WHAT IS BEING ASKED – Beginning with the first line of the data below, reproduce every line unchanged, ending with the line that holds "use wabot_tikwm::TikwmClient;".
[Opening SUPPLIED MATERIAL section]
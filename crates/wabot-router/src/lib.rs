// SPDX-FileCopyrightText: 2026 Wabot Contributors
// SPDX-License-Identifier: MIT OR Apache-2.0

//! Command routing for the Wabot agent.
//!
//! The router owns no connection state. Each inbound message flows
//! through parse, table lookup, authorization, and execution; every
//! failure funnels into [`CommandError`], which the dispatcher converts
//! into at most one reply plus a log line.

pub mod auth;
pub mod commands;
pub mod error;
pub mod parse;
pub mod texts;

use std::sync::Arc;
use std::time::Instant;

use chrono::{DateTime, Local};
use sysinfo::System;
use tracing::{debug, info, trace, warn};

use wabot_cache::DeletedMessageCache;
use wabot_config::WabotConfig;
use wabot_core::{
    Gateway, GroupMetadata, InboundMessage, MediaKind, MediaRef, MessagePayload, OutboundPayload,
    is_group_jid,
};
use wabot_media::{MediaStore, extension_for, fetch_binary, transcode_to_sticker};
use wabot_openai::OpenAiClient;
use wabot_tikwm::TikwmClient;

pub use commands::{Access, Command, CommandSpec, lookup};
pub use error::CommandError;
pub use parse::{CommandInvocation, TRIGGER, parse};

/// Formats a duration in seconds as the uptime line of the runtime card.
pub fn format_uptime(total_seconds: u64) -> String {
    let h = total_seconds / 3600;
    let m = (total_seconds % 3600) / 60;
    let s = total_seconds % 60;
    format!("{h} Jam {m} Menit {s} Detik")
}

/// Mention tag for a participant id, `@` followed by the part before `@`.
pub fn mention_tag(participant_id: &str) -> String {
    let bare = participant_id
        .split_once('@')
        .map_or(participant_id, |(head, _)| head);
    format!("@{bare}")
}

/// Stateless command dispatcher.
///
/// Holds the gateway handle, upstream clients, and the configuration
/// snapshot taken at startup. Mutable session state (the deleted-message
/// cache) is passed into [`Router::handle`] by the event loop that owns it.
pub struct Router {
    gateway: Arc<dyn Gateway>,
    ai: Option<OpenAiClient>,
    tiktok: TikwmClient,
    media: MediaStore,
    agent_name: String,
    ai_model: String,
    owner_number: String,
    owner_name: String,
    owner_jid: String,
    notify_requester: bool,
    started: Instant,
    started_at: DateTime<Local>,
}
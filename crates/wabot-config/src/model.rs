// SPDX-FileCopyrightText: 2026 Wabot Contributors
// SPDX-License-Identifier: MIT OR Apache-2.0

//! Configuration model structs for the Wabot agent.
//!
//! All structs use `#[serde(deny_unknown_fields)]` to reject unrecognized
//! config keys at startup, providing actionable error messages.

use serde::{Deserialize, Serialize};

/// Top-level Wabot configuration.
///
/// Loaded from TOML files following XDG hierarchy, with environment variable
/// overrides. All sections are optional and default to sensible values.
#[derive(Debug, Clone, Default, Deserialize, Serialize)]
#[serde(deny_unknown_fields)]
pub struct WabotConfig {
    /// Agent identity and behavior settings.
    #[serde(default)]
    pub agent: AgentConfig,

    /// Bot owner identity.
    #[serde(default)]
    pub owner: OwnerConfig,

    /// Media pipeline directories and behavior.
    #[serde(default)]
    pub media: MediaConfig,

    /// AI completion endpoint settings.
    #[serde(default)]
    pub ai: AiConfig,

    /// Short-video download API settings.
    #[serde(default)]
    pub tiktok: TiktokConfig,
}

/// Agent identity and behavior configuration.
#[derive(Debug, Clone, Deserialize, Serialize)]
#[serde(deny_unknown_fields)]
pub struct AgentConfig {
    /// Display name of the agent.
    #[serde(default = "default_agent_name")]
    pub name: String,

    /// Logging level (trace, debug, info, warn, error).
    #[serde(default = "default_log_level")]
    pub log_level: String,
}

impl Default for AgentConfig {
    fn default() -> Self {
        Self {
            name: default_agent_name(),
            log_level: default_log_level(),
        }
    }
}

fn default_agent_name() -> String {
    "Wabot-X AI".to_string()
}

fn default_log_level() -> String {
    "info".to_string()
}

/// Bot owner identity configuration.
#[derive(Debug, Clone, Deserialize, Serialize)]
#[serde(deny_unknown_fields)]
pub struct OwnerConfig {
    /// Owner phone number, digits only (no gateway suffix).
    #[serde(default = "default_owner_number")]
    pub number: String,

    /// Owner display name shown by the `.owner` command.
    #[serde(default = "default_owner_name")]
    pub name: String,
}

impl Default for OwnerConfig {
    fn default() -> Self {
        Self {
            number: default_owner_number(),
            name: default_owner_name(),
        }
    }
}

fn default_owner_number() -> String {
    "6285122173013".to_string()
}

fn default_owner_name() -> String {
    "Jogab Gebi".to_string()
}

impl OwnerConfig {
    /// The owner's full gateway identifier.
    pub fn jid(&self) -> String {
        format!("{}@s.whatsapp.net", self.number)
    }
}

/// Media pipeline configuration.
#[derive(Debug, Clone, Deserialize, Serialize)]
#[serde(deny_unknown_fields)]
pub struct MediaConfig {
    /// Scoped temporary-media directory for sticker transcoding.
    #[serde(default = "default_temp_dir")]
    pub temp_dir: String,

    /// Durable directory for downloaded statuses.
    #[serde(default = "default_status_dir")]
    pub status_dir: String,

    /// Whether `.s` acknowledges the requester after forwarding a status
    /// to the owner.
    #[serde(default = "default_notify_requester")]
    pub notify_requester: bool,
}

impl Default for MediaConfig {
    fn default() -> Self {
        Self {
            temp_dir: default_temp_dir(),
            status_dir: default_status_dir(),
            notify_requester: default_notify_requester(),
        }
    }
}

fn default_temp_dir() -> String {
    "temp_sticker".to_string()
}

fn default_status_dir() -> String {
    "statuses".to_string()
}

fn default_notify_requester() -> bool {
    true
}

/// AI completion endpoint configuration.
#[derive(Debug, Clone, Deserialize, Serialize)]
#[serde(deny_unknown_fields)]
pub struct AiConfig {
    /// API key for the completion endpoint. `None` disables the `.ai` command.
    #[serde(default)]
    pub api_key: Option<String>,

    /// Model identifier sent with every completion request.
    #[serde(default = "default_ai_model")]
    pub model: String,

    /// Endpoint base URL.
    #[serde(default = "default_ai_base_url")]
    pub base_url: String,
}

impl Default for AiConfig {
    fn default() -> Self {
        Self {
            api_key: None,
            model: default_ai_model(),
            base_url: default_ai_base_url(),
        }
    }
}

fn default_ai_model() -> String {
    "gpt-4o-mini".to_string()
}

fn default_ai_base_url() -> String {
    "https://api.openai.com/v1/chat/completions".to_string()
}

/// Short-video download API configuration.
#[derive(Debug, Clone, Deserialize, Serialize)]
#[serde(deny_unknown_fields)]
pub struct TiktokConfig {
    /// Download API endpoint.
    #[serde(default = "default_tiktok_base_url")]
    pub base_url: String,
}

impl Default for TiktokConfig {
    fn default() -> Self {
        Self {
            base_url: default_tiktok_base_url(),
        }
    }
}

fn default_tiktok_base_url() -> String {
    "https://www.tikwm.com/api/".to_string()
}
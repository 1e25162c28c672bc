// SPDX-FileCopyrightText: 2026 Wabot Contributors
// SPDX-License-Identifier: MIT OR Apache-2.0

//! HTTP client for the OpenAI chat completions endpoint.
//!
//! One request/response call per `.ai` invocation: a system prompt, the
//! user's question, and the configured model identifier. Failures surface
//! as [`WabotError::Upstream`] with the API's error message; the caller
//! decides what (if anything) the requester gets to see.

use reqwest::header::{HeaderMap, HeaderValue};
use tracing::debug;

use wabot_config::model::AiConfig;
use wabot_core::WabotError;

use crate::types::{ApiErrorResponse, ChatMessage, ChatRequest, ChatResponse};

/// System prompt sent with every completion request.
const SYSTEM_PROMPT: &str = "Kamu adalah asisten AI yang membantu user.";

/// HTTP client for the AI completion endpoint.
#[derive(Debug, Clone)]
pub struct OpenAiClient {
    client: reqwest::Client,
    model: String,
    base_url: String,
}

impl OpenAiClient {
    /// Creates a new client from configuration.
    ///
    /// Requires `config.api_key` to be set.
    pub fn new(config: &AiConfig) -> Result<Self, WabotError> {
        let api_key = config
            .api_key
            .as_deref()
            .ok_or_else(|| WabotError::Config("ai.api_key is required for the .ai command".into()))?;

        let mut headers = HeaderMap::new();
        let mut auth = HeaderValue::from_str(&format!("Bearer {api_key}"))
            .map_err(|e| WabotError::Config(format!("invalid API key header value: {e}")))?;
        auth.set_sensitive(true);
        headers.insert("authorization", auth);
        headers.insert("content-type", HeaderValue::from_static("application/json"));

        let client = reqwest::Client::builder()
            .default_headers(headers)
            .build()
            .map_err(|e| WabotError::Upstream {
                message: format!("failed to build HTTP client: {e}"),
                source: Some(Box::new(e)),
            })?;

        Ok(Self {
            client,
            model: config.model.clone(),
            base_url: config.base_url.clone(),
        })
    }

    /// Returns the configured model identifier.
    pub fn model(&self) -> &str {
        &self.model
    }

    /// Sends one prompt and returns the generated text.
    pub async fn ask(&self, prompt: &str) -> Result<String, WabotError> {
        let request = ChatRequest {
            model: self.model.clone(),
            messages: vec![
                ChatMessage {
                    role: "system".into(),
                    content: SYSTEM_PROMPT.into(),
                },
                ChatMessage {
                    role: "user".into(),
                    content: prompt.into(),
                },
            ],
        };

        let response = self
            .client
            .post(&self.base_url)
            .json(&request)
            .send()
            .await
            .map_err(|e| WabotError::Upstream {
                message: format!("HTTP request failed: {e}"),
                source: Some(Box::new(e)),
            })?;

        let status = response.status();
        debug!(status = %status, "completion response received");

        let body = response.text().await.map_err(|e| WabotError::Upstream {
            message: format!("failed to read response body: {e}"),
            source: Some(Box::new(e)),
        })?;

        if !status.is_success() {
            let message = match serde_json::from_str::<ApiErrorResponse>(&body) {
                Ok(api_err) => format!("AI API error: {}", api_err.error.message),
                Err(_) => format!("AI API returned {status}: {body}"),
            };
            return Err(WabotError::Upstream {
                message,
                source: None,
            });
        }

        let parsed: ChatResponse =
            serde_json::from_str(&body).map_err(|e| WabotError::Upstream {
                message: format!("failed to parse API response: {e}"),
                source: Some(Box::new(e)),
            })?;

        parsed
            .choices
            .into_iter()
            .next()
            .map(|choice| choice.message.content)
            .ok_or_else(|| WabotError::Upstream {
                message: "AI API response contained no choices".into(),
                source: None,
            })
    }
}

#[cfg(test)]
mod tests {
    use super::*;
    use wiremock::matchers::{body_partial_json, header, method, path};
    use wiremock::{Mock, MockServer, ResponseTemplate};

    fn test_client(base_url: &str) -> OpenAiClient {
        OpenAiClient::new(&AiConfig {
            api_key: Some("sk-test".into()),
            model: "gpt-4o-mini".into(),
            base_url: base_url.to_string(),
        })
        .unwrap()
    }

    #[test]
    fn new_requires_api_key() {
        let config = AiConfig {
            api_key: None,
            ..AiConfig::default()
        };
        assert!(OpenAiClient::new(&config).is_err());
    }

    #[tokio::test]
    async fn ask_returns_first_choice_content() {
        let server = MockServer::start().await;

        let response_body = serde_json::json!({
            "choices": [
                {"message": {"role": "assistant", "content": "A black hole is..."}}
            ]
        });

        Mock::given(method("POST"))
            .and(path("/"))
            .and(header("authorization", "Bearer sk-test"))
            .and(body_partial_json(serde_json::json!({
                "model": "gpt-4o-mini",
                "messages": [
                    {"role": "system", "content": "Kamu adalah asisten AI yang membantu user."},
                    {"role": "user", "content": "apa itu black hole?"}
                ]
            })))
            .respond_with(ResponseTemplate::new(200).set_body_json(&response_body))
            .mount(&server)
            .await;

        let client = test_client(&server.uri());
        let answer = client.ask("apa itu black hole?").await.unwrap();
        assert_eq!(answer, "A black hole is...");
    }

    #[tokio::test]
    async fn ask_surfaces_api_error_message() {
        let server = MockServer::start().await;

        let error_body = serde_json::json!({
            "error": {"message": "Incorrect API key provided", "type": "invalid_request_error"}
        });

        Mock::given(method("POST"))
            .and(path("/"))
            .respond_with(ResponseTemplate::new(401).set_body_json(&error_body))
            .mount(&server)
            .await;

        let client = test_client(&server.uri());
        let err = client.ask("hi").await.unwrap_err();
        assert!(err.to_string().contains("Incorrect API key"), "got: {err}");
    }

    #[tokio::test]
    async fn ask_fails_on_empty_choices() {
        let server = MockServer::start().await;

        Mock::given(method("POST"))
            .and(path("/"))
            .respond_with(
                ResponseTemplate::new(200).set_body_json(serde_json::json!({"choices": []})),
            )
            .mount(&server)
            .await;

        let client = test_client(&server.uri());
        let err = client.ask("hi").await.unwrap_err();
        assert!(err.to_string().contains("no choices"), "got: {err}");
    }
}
[Closing SUPPLIED MATERIAL section]
EXERCISE OUTPUT –
filename crates/wabot-router/src/lib.rs
// SPDX-FileCopyrightText: 2026 Wabot Contributors
// SPDX-License-Identifier: MIT OR Apache-2.0

//! Command routing for the Wabot agent.
//!
//! The router owns no connection state. Each inbound message flows
//! through parse, table lookup, authorization, and execution; every
//! failure funnels into [`CommandError`], which the dispatcher converts
//! into at most one reply plus a log line.

pub mod auth;
pub mod commands;
pub mod error;
pub mod parse;
pub mod texts;

use std::sync::Arc;
use std::time::Instant;

use chrono::{DateTime, Local};
use sysinfo::System;
use tracing::{debug, info, trace, warn};

use wabot_cache::DeletedMessageCache;
use wabot_config::WabotConfig;
use wabot_core::{
    Gateway, GroupMetadata, InboundMessage, MediaKind, MediaRef, MessagePayload, OutboundPayload,
    is_group_jid,
};
use wabot_media::{MediaStore, extension_for, fetch_binary, transcode_to_sticker};
use wabot_openai::OpenAiClient;
use wabot_tikwm::TikwmClient;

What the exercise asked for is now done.